As my senior year of high school came to an end, college was nowhere in sight. I jumped right into the workforce and soon moved out of my parents’ house as an independent 18-year-old. I spent the next 6 years working two jobs to afford life on my own, still with no thoughts of college to enter my brain.
Fast forward to the end of 2020 when I was searching for yet another new job and my partner, Monish, asked, “what about you start working towards a career instead?” I remember telling him that I would need to go back to school to do so, to which he replied, “so why don’t you? What’s stopping you?”
I thought about that question long and hard before giving him my list of excuses. I also mentioned that because my dream career is to finally become a fashion designer, that I would want to attend my dream school: The Fashion Institute of Technology in New York City. To my delightful surprise, he was beyond supportive of fulfilling this dream of mine and for us to move to New York City for me to be able to do so.
“The once ambitious, over-achiever that I once was had disappeared and wouldn’t return until almost a decade later.”– Bailey Reber
We sat down and put a game plan together where the first move was to get me enrolled into Houston Community College’s fashion design program as a stepping-stone for me to later apply to attend FIT. With Monish by my side every step of the way, I applied to HCC in the Spring of 2021 to be able to enroll in classes for the fall 2021 semester.

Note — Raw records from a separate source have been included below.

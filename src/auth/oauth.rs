//! OAuth2 code flow for Google and GitHub sign-in.

use anyhow::{anyhow, Result};
use reqwest::Client;
use serde::Deserialize;
use std::collections::HashMap;
use std::fmt;

use crate::core::config::{OAuthClient, OAuthConfig};

const USER_AGENT: &str = "ticketdesk/1.0";

#[derive(Debug, Clone, Copy, PartialEq, Eq, Hash)]
pub enum OAuthProvider {
    Google,
    GitHub,
}

#[derive(Debug, Clone)]
pub struct ProviderEndpoints {
    pub auth_url: &'static str,
    pub token_url: &'static str,
    pub userinfo_url: &'static str,
    pub scopes: &'static [&'static str],
}

#[derive(Debug, Clone, Deserialize)]
pub struct OAuthTokenResponse {
    pub access_token: String,
    #[serde(default)]
    pub token_type: Option<String>,
    #[serde(default)]
    pub scope: Option<String>,
}

/// Profile fields common to every provider.
#[derive(Debug, Clone, PartialEq, Eq)]
pub struct OAuthUserInfo {
    pub provider: OAuthProvider,
    pub provider_id: String,
    /// Only set when the provider vouches for the address.
    pub email: Option<String>,
    pub name: Option<String>,
    pub avatar_url: Option<String>,
}

impl OAuthProvider {
    pub fn parse(s: &str) -> Option<Self> {
        match s.to_lowercase().as_str() {
            "google" => Some(Self::Google),
            "github" => Some(Self::GitHub),
            _ => None,
        }
    }

    pub fn as_str(&self) -> &'static str {
        match self {
            Self::Google => "google",
            Self::GitHub => "github",
        }
    }

    pub fn endpoints(&self) -> ProviderEndpoints {
        match self {
            Self::Google => ProviderEndpoints {
                auth_url: "https://accounts.google.com/o/oauth2/v2/auth",
                token_url: "https://oauth2.googleapis.com/token",
                userinfo_url: "https://www.googleapis.com/oauth2/v2/userinfo",
                scopes: &["openid", "email", "profile"],
            },
            Self::GitHub => ProviderEndpoints {
                auth_url: "https://github.com/login/oauth/authorize",
                token_url: "https://github.com/login/oauth/access_token",
                userinfo_url: "https://api.github.com/user",
                scopes: &["read:user", "user:email"],
            },
        }
    }

    /// Client credentials, if this provider is configured.
    pub fn client<'a>(&self, config: &'a OAuthConfig) -> Option<&'a OAuthClient> {
        match self {
            Self::Google => config.google.as_ref(),
            Self::GitHub => config.github.as_ref(),
        }
    }

    pub fn redirect_uri(&self, config: &OAuthConfig) -> String {
        format!(
            "{}/api/auth/oauth/{}/callback",
            config.redirect_base,
            self.as_str()
        )
    }

    pub fn build_auth_url(&self, client: &OAuthClient, redirect_uri: &str, state: &str) -> String {
        let endpoints = self.endpoints();
        let scopes = endpoints.scopes.join(" ");

        let mut params = vec![
            ("client_id", client.client_id.as_str()),
            ("redirect_uri", redirect_uri),
            ("response_type", "code"),
            ("state", state),
            ("scope", scopes.as_str()),
        ];
        if *self == Self::Google {
            params.push(("access_type", "online"));
            params.push(("prompt", "select_account"));
        }

        let query = params
            .iter()
            .map(|(k, v)| format!("{}={}", k, urlencoding::encode(v)))
            .collect::<Vec<_>>()
            .join("&");

        format!("{}?{}", endpoints.auth_url, query)
    }

    pub async fn exchange_code(
        &self,
        client: &OAuthClient,
        redirect_uri: &str,
        code: &str,
        http: &Client,
    ) -> Result<OAuthTokenResponse> {
        let mut params = HashMap::new();
        params.insert("grant_type", "authorization_code");
        params.insert("code", code);
        params.insert("redirect_uri", redirect_uri);
        params.insert("client_id", client.client_id.as_str());
        params.insert("client_secret", client.client_secret.as_str());

        let response = http
            .post(self.endpoints().token_url)
            .header("Accept", "application/json")
            .header("User-Agent", USER_AGENT)
            .form(&params)
            .send()
            .await
            .map_err(|e| anyhow!("Failed to exchange code: {e}"))?;

        if !response.status().is_success() {
            let error_text = response.text().await.unwrap_or_default();
            return Err(anyhow!("Token exchange failed: {error_text}"));
        }

        // GitHub answers 200 with an `error` field on bad codes.
        let raw: serde_json::Value = response
            .json()
            .await
            .map_err(|e| anyhow!("Failed to parse token response: {e}"))?;
        if let Some(error) = raw.get("error").and_then(|e| e.as_str()) {
            return Err(anyhow!("Token exchange failed: {error}"));
        }
        serde_json::from_value(raw).map_err(|e| anyhow!("Failed to parse token response: {e}"))
    }

    pub async fn fetch_user_info(&self, access_token: &str, http: &Client) -> Result<OAuthUserInfo> {
        let raw = get_json(http, self.endpoints().userinfo_url, access_token).await?;
        let mut info = self.parse_user_info(&raw)?;

        // The `/user` email is just the public profile field; only `/user/emails` says what is verified.
        if *self == Self::GitHub {
            let emails = get_json(http, "https://api.github.com/user/emails", access_token).await?;
            info.email = primary_github_email(&emails);
        }

        Ok(info)
    }

    pub fn parse_user_info(&self, raw: &serde_json::Value) -> Result<OAuthUserInfo> {
        let provider_id = match &raw["id"] {
            serde_json::Value::String(s) => s.clone(),
            serde_json::Value::Number(n) => n.to_string(),
            _ => return Err(anyhow!("{self} profile has no id")),
        };

        let info = match self {
            Self::Google => OAuthUserInfo {
                provider: *self,
                provider_id,
                email: raw["email"]
                    .as_str()
                    .filter(|_| google_email_verified(raw))
                    .map(String::from),
                name: raw["name"].as_str().map(String::from),
                avatar_url: raw["picture"].as_str().map(String::from),
            },
            Self::GitHub => OAuthUserInfo {
                provider: *self,
                provider_id,
                email: None,
                name: raw["name"]
                    .as_str()
                    .or_else(|| raw["login"].as_str())
                    .map(String::from),
                avatar_url: raw["avatar_url"].as_str().map(String::from),
            },
        };
        Ok(info)
    }
}

impl fmt::Display for OAuthProvider {
    fn fmt(&self, f: &mut fmt::Formatter<'_>) -> fmt::Result {
        f.write_str(self.as_str())
    }
}

async fn get_json(http: &Client, url: &str, access_token: &str) -> Result<serde_json::Value> {
    let response = http
        .get(url)
        .bearer_auth(access_token)
        .header("Accept", "application/json")
        .header("User-Agent", USER_AGENT)
        .send()
        .await
        .map_err(|e| anyhow!("Failed to fetch user info: {e}"))?;

    if !response.status().is_success() {
        let error_text = response.text().await.unwrap_or_default();
        return Err(anyhow!("Failed to fetch user info: {error_text}"));
    }

    response
        .json()
        .await
        .map_err(|e| anyhow!("Failed to parse user info: {e}"))
}

/// The v2 userinfo endpoint says `verified_email`, the OpenID one `email_verified`.
fn google_email_verified(raw: &serde_json::Value) -> bool {
    raw["verified_email"]
        .as_bool()
        .or_else(|| raw["email_verified"].as_bool())
        .unwrap_or(false)
}

/// Picks the primary verified address from GitHub's `/user/emails` list.
pub fn primary_github_email(emails: &serde_json::Value) -> Option<String> {
    let entries = emails.as_array()?;
    let verified = |e: &&serde_json::Value| e["verified"].as_bool().unwrap_or(false);
    entries
        .iter()
        .filter(verified)
        .find(|e| e["primary"].as_bool().unwrap_or(false))
        .or_else(|| entries.iter().find(verified))
        .and_then(|e| e["email"].as_str())
        .map(String::from)
}

#[cfg(test)]
mod tests {
    use super::*;
    use serde_json::json;

    fn client() -> OAuthClient {
        OAuthClient {
            client_id: "client-123".into(),
            client_secret: "secret".into(),
        }
    }

    #[test]
    fn test_parse_provider() {
        assert_eq!(OAuthProvider::parse("GitHub"), Some(OAuthProvider::GitHub));
        assert_eq!(OAuthProvider::parse("google"), Some(OAuthProvider::Google));
        assert_eq!(OAuthProvider::parse("facebook"), None);
    }

    #[test]
    fn test_build_auth_url() {
        let url = OAuthProvider::Google.build_auth_url(
            &client(),
            "http://localhost:8080/api/auth/oauth/google/callback",
            "state-token",
        );
        assert!(url.starts_with("https://accounts.google.com/o/oauth2/v2/auth?"));
        assert!(url.contains("client_id=client-123"));
        assert!(url.contains("state=state-token"));
        assert!(url.contains("scope=openid%20email%20profile"));
        assert!(url.contains(
            "redirect_uri=http%3A%2F%2Flocalhost%3A8080%2Fapi%2Fauth%2Foauth%2Fgoogle%2Fcallback"
        ));
    }

    #[test]
    fn test_redirect_uri_and_client_lookup() {
        let config = OAuthConfig {
            google: None,
            github: Some(client()),
            redirect_base: "https://desk.example.com".into(),
        };
        assert_eq!(
            OAuthProvider::GitHub.redirect_uri(&config),
            "https://desk.example.com/api/auth/oauth/github/callback"
        );
        assert!(OAuthProvider::GitHub.client(&config).is_some());
        assert!(OAuthProvider::Google.client(&config).is_none());
    }

    #[test]
    fn test_parse_github_profile_with_numeric_id() {
        let raw = json!({"id": 583231, "login": "octocat", "name": null, "email": null,
            "avatar_url": "https://avatars.githubusercontent.com/u/583231"});
        let info = OAuthProvider::GitHub.parse_user_info(&raw).unwrap();
        assert_eq!(info.provider_id, "583231");
        assert_eq!(info.name.as_deref(), Some("octocat"));
        assert!(info.email.is_none());
    }

    #[test]
    fn test_parse_google_profile() {
        let raw = json!({"id": "1087", "email": "ana@example.com", "verified_email": true,
            "name": "Ana", "picture": "https://lh3.googleusercontent.com/a"});
        let info = OAuthProvider::Google.parse_user_info(&raw).unwrap();
        assert_eq!(info.email.as_deref(), Some("ana@example.com"));
        assert!(OAuthProvider::Google.parse_user_info(&json!({})).is_err());
    }

    #[test]
    fn test_unverified_google_email_is_dropped() {
        let unverified = json!({"id": "1", "email": "victim@example.com", "verified_email": false});
        let info = OAuthProvider::Google.parse_user_info(&unverified).unwrap();
        assert!(info.email.is_none());

        let missing_flag = json!({"id": "2", "email": "victim@example.com"});
        assert!(OAuthProvider::Google.parse_user_info(&missing_flag).unwrap().email.is_none());

        let openid = json!({"sub": "3", "id": "3", "email": "ana@example.com", "email_verified": true});
        assert_eq!(
            OAuthProvider::Google.parse_user_info(&openid).unwrap().email.as_deref(),
            Some("ana@example.com")
        );
    }

    #[test]
    fn test_github_public_email_is_not_trusted() {
        let raw = json!({"id": 7, "login": "mallory", "email": "victim@example.com"});
        let info = OAuthProvider::GitHub.parse_user_info(&raw).unwrap();
        assert!(info.email.is_none());
    }

    #[test]
    fn test_primary_github_email() {
        let emails = json!([
            {"email": "old@example.com", "primary": false, "verified": true},
            {"email": "main@example.com", "primary": true, "verified": true},
        ]);
        assert_eq!(primary_github_email(&emails).as_deref(), Some("main@example.com"));

        let unverified_primary = json!([
            {"email": "main@example.com", "primary": true, "verified": false},
            {"email": "alt@example.com", "primary": false, "verified": true},
        ]);
        assert_eq!(
            primary_github_email(&unverified_primary).as_deref(),
            Some("alt@example.com")
        );
        assert_eq!(primary_github_email(&json!([])), None);
    }
}
pub mod handlers;
pub mod import;
pub mod kanban;
pub mod mentions;
pub mod storage;
pub mod types;

use axum::{
    routing::{get, post, put},
    Router,
};
use std::sync::Arc;

use crate::core::shared::state::AppState;
use crate::core::urls::ApiUrls;

pub use types::Ticket;

use handlers::*;

pub fn configure_tickets_routes() -> Router<Arc<AppState>> {
    Router::new()
        .route(ApiUrls::TICKETS, get(list_tickets).post(create_ticket))
        .route(ApiUrls::TICKET_KANBAN, get(kanban_board))
        .route(ApiUrls::TICKET_REORDER, put(reorder))
        .route(ApiUrls::TICKET_IMPORT, post(import_tickets))
        .route(
            ApiUrls::TICKET_BY_ID,
            get(get_ticket).put(update_ticket).delete(delete_ticket),
        )
        .route(ApiUrls::TICKET_STAGE, put(move_stage))
        .route(
            ApiUrls::TICKET_COMMENTS,
            get(list_comments).post(add_comment),
        )
        .route(ApiUrls::TICKET_COMMENT_BY_ID, axum::routing::delete(delete_comment))
        .route(
            ApiUrls::TICKET_FOLLOW,
            post(follow_ticket).delete(unfollow_ticket),
        )
        .route(ApiUrls::TICKET_FOLLOWERS, get(list_followers))
        .route(ApiUrls::TICKET_ACTIVITIES, get(list_activities))
}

I’m beyond thrilled to say that not only am I so grateful for Monish’s push and encouragement for me to finally word towards my dream, but that I also successfully completed my first semester of college! Besides that, I completed the semester with a 4.0 GPA! These two things I never saw as possible until some outside forces (Monish plus my wonderful friends) came along and helped changed my self-narrative.

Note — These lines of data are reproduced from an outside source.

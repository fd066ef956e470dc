//! Ticket attachments and loose documents, kept on local disk under `UPLOAD_DIR`.

use axum::{
    body::Body,
    extract::{Multipart, Path, Query, State},
    http::{header, StatusCode},
    response::{IntoResponse, Response},
    routing::get,
    Json, Router,
};
use chrono::{DateTime, Utc};
use diesel::prelude::*;
use log::{info, warn};
use serde::{Deserialize, Serialize};
use std::path::{Path as FsPath, PathBuf};
use std::sync::Arc;
use tokio_util::io::ReaderStream;
use uuid::Uuid;

use crate::core::error::ApiError;
use crate::core::shared::schema::documents;
use crate::core::shared::state::AppState;
use crate::core::shared::utils::{run_blocking, truncate_chars};
use crate::core::urls::ApiUrls;
use crate::security::antivirus::{ScanVerdict, ThreatKind};
use crate::security::auth::AuthenticatedUser;
use crate::tickets::storage as ticket_storage;
use crate::tickets::types::actions;

#[derive(Debug, Clone, Serialize, Deserialize, Queryable, Selectable, Insertable)]
#[diesel(table_name = documents)]
pub struct Document {
    pub id: Uuid,
    pub ticket_id: Option<Uuid>,
    pub uploaded_by: Option<Uuid>,
    pub original_name: String,
    #[serde(skip_serializing)]
    pub stored_name: String,
    pub mime_type: String,
    pub size_bytes: i64,
    pub created_at: DateTime<Utc>,
}

#[derive(Debug, Default, Deserialize)]
pub struct ListDocumentsQuery {
    pub ticket_id: Option<Uuid>,
}

struct Upload {
    file_name: String,
    data: Vec<u8>,
    ticket_id: Option<Uuid>,
}

/// `documents.original_name` is `VARCHAR(255)`.
const NAME_MAX_CHARS: usize = 255;

/// Strips any directory part a browser may send along with the file name and
/// shortens long names, keeping the extension.
pub fn sanitize_file_name(name: &str) -> String {
    let base = name.rsplit(['/', '\\']).next().unwrap_or_default().trim();
    if base.is_empty() || base == "." || base == ".." {
        return "upload".to_string();
    }
    if base.chars().count() <= NAME_MAX_CHARS {
        return base.to_string();
    }
    match base.rsplit_once('.') {
        Some((stem, ext)) if !stem.is_empty() && ext.chars().count() <= 16 => {
            let keep = NAME_MAX_CHARS - ext.chars().count() - 1;
            format!("{}.{ext}", truncate_chars(stem, keep))
        }
        _ => truncate_chars(base, NAME_MAX_CHARS),
    }
}

/// `<uuid>.<ext>`, with the extension reduced to lowercase alphanumerics.
pub fn stored_name_for(id: Uuid, original: &str) -> String {
    let ext: String = FsPath::new(original)
        .extension()
        .and_then(|e| e.to_str())
        .unwrap_or_default()
        .chars()
        .filter(char::is_ascii_alphanumeric)
        .take(16)
        .collect::<String>()
        .to_lowercase();
    if ext.is_empty() {
        id.to_string()
    } else {
        format!("{id}.{ext}")
    }
}

pub fn content_disposition(file_name: &str) -> String {
    let fallback: String = file_name
        .chars()
        .map(|c| if (c.is_ascii_graphic() && c != '"' && c != '\\') || c == ' ' { c } else { '_' })
        .collect();
    format!(
        "attachment; filename=\"{fallback}\"; filename*=UTF-8''{}",
        urlencoding::encode(file_name)
    )
}

fn stored_path(dir: &FsPath, stored_name: &str) -> PathBuf {
    dir.join(stored_name)
}

async fn store_file(dir: &FsPath, stored_name: &str, data: &[u8]) -> std::io::Result<PathBuf> {
    tokio::fs::create_dir_all(dir).await?;
    let path = stored_path(dir, stored_name);
    tokio::fs::write(&path, data).await?;
    Ok(path)
}

/// A file that is already gone counts as removed.
async fn remove_stored(path: &FsPath) -> std::io::Result<bool> {
    match tokio::fs::remove_file(path).await {
        Ok(()) => Ok(true),
        Err(e) if e.kind() == std::io::ErrorKind::NotFound => Ok(false),
        Err(e) => Err(e),
    }
}

async fn read_upload(mut multipart: Multipart) -> Result<Upload, ApiError> {
    let mut file = None;
    let mut ticket_id = None;
    while let Some(field) = multipart
        .next_field()
        .await
        .map_err(|e| ApiError::BadRequest(format!("Invalid multipart body: {e}")))?
    {
        let name = field.name().map(str::to_owned);
        match name.as_deref() {
            Some("file") => {
                let file_name = sanitize_file_name(field.file_name().unwrap_or("upload"));
                let data = field
                    .bytes()
                    .await
                    .map_err(|e| ApiError::BadRequest(format!("Failed to read upload: {e}")))?;
                file = Some((file_name, data.to_vec()));
            }
            Some("ticket_id") => {
                let text = field
                    .text()
                    .await
                    .map_err(|e| ApiError::BadRequest(format!("Invalid ticket_id: {e}")))?;
                let text = text.trim();
                if !text.is_empty() {
                    ticket_id = Some(
                        Uuid::parse_str(text)
                            .map_err(|_| ApiError::BadRequest("Invalid ticket_id".into()))?,
                    );
                }
            }
            _ => {}
        }
    }
    let (file_name, data) =
        file.ok_or_else(|| ApiError::BadRequest("Missing multipart field 'file'".into()))?;
    Ok(Upload {
        file_name,
        data,
        ticket_id,
    })
}

fn find_document(conn: &mut PgConnection, id: Uuid) -> Result<Document, ApiError> {
    documents::table
        .find(id)
        .select(Document::as_select())
        .first(conn)
        .optional()?
        .ok_or_else(|| ApiError::not_found("Document"))
}

pub async fn upload_document(
    State(state): State<Arc<AppState>>,
    user: AuthenticatedUser,
    multipart: Multipart,
) -> Result<(StatusCode, Json<Document>), ApiError> {
    let upload = read_upload(multipart).await?;
    if upload.data.is_empty() {
        return Err(ApiError::BadRequest("Uploaded file is empty".into()));
    }

    let verdict = state
        .scanner
        .scan(&upload.file_name, &upload.data)
        .await
        .map_err(|e| ApiError::Internal(format!("Upload scan failed: {e}")))?;
    if let ScanVerdict::Rejected { kind, reason } = verdict {
        return Err(match kind {
            ThreatKind::TooLarge => ApiError::PayloadTooLarge(format!("file rejected: {reason}")),
            _ => ApiError::BadRequest(format!("file rejected: {reason}")),
        });
    }

    if let Some(ticket_id) = upload.ticket_id {
        run_blocking(&state.conn, move |conn| {
            ticket_storage::find_ticket(conn, ticket_id).map(|_| ())
        })
        .await?;
    }

    let id = Uuid::new_v4();
    let stored_name = stored_name_for(id, &upload.file_name);
    let path = store_file(&state.config.uploads.dir, &stored_name, &upload.data).await?;

    let document = Document {
        id,
        ticket_id: upload.ticket_id,
        uploaded_by: Some(user.user_id),
        mime_type: mime_guess::from_path(&upload.file_name)
            .first_or_octet_stream()
            .essence_str()
            .to_string(),
        size_bytes: upload.data.len() as i64,
        original_name: upload.file_name,
        stored_name,
        created_at: Utc::now(),
    };

    let saved = run_blocking(&state.conn, move |conn| {
        conn.transaction(|conn| {
            let saved = diesel::insert_into(documents::table)
                .values(&document)
                .returning(Document::as_returning())
                .get_result(conn)?;
            if let Some(ticket_id) = saved.ticket_id {
                ticket_storage::record_activity(
                    conn,
                    ticket_id,
                    saved.uploaded_by,
                    actions::DOCUMENT_ATTACHED,
                    serde_json::json!({
                        "document_id": saved.id,
                        "file_name": saved.original_name,
                    }),
                )?;
            }
            Ok::<_, ApiError>(saved)
        })
    })
    .await;

    match saved {
        Ok(saved) => {
            info!(
                "Stored document {} ({} bytes) as {}",
                saved.original_name, saved.size_bytes, saved.stored_name
            );
            Ok((StatusCode::CREATED, Json(saved)))
        }
        Err(e) => {
            if let Err(io) = remove_stored(&path).await {
                warn!("Failed to clean up {}: {io}", path.display());
            }
            Err(e)
        }
    }
}

pub async fn list_documents(
    State(state): State<Arc<AppState>>,
    _user: AuthenticatedUser,
    Query(query): Query<ListDocumentsQuery>,
) -> Result<Json<Vec<Document>>, ApiError> {
    let items = run_blocking(&state.conn, move |conn| {
        let mut q = documents::table.select(Document::as_select()).into_boxed();
        if let Some(ticket_id) = query.ticket_id {
            q = q.filter(documents::ticket_id.eq(ticket_id));
        }
        Ok(q.order(documents::created_at.desc()).load(conn)?)
    })
    .await?;
    Ok(Json(items))
}

pub async fn get_document(
    State(state): State<Arc<AppState>>,
    _user: AuthenticatedUser,
    Path(id): Path<Uuid>,
) -> Result<Json<Document>, ApiError> {
    let document = run_blocking(&state.conn, move |conn| find_document(conn, id)).await?;
    Ok(Json(document))
}

/// Opens a stored file as a chunked body so large downloads are not held in memory.
async fn stream_file(path: &FsPath) -> std::io::Result<(u64, Body)> {
    let file = tokio::fs::File::open(path).await?;
    let length = file.metadata().await?.len();
    Ok((length, Body::from_stream(ReaderStream::new(file))))
}

pub async fn download_document(
    State(state): State<Arc<AppState>>,
    _user: AuthenticatedUser,
    Path(id): Path<Uuid>,
) -> Result<Response, ApiError> {
    let document = run_blocking(&state.conn, move |conn| find_document(conn, id)).await?;
    let path = stored_path(&state.config.uploads.dir, &document.stored_name);
    let (length, body) = stream_file(&path).await?;

    Ok((
        [
            (header::CONTENT_TYPE, document.mime_type.clone()),
            (header::CONTENT_LENGTH, length.to_string()),
            (
                header::CONTENT_DISPOSITION,
                content_disposition(&document.original_name),
            ),
        ],
        body,
    )
        .into_response())
}

pub async fn delete_document(
    State(state): State<Arc<AppState>>,
    user: AuthenticatedUser,
    Path(id): Path<Uuid>,
) -> Result<StatusCode, ApiError> {
    let document = run_blocking(&state.conn, move |conn| {
        let document = find_document(conn, id)?;
        if !user.can_access(document.uploaded_by) {
            return Err(ApiError::permission_denied());
        }
        diesel::delete(documents::table.find(id)).execute(conn)?;
        Ok(document)
    })
    .await?;

    let path = stored_path(&state.config.uploads.dir, &document.stored_name);
    if !remove_stored(&path).await? {
        warn!("Document {id} had no file at {}", path.display());
    }
    Ok(StatusCode::NO_CONTENT)
}

pub fn configure_documents_routes() -> Router<Arc<AppState>> {
    Router::new()
        .route(ApiUrls::DOCUMENTS, get(list_documents).post(upload_document))
        .route(ApiUrls::DOCUMENT_BY_ID, get(get_document).delete(delete_document))
        .route(ApiUrls::DOCUMENT_DOWNLOAD, get(download_document))
}

#[cfg(test)]
mod tests {
    use super::*;

    #[test]
    fn test_sanitize_file_name() {
        assert_eq!(sanitize_file_name("report.pdf"), "report.pdf");
        assert_eq!(sanitize_file_name("../../etc/passwd"), "passwd");
        assert_eq!(sanitize_file_name("C:\\Users\\ana\\notes.txt"), "notes.txt");
        assert_eq!(sanitize_file_name("dir/"), "upload");
        assert_eq!(sanitize_file_name(".."), "upload");
    }

    #[test]
    fn test_long_file_name_keeps_extension() {
        let long = format!("{}.pdf", "a".repeat(400));
        let short = sanitize_file_name(&long);
        assert_eq!(short.chars().count(), 255);
        assert!(short.ends_with("aaa.pdf"));
        assert_eq!(sanitize_file_name(&"b".repeat(300)).chars().count(), 255);
    }

    #[test]
    fn test_stored_name_keeps_extension() {
        let id = Uuid::nil();
        assert_eq!(
            stored_name_for(id, "Scan.PDF"),
            "00000000-0000-0000-0000-000000000000.pdf"
        );
        assert_eq!(
            stored_name_for(id, "archive.tar.gz"),
            "00000000-0000-0000-0000-000000000000.gz"
        );
        assert_eq!(
            stored_name_for(id, "README"),
            "00000000-0000-0000-0000-000000000000"
        );
    }

    #[test]
    fn test_content_disposition_encodes_non_ascii() {
        let value = content_disposition("relatório final.pdf");
        assert!(value.starts_with("attachment; filename=\"relat_rio final.pdf\""));
        assert!(value.ends_with("filename*=UTF-8''relat%C3%B3rio%20final.pdf"));
    }

    #[tokio::test]
    async fn test_store_and_remove_file() {
        let dir = tempfile::tempdir().unwrap();
        let nested = dir.path().join("uploads");
        let name = stored_name_for(Uuid::new_v4(), "notes.txt");

        let path = store_file(&nested, &name, b"hello").await.unwrap();
        assert_eq!(tokio::fs::read(&path).await.unwrap(), b"hello");

        assert!(remove_stored(&path).await.unwrap());
        assert!(!remove_stored(&path).await.unwrap());
    }

    #[tokio::test]
    async fn test_stream_file_yields_whole_file() {
        use http_body_util::BodyExt;

        let dir = tempfile::tempdir().unwrap();
        let content: Vec<u8> = (0..200_000u32).map(|i| (i % 251) as u8).collect();
        let path = store_file(dir.path(), "big.bin", &content).await.unwrap();

        let (length, body) = stream_file(&path).await.unwrap();
        assert_eq!(length, content.len() as u64);
        let collected = body.collect().await.unwrap().to_bytes();
        assert_eq!(collected.as_ref(), content.as_slice());

        let missing = stream_file(&dir.path().join("gone.bin")).await;
        assert_eq!(missing.err().map(|e| e.kind()), Some(std::io::ErrorKind::NotFound));
    }

    #[test]
    fn test_guessed_mime_types() {
        assert_eq!(
            mime_guess::from_path("a.png").first_or_octet_stream().essence_str(),
            "image/png"
        );
        assert_eq!(
            mime_guess::from_path("a.unknownext").first_or_octet_stream().essence_str(),
            "application/octet-stream"
        );
    }
}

The next step is for me to continue to take 2-3 classes per semester at HCC until the spring of 2025 when Monish and I plan to move to New York City. I plan to apply to FIT’s Fashion Design Program for the fall 2026 semester and the rest will be figured out once I’ve crossed these bridges.
While I can’t go back in time and tell the little 18-year-old me not to believe the lies that people kept telling me about myself, I can continue to move forward, believe in myself, and know that I AM college material. I can and will accomplish anything that I put my mind to and I hope you’ll find a way to ignite your fire to believe in yourself too.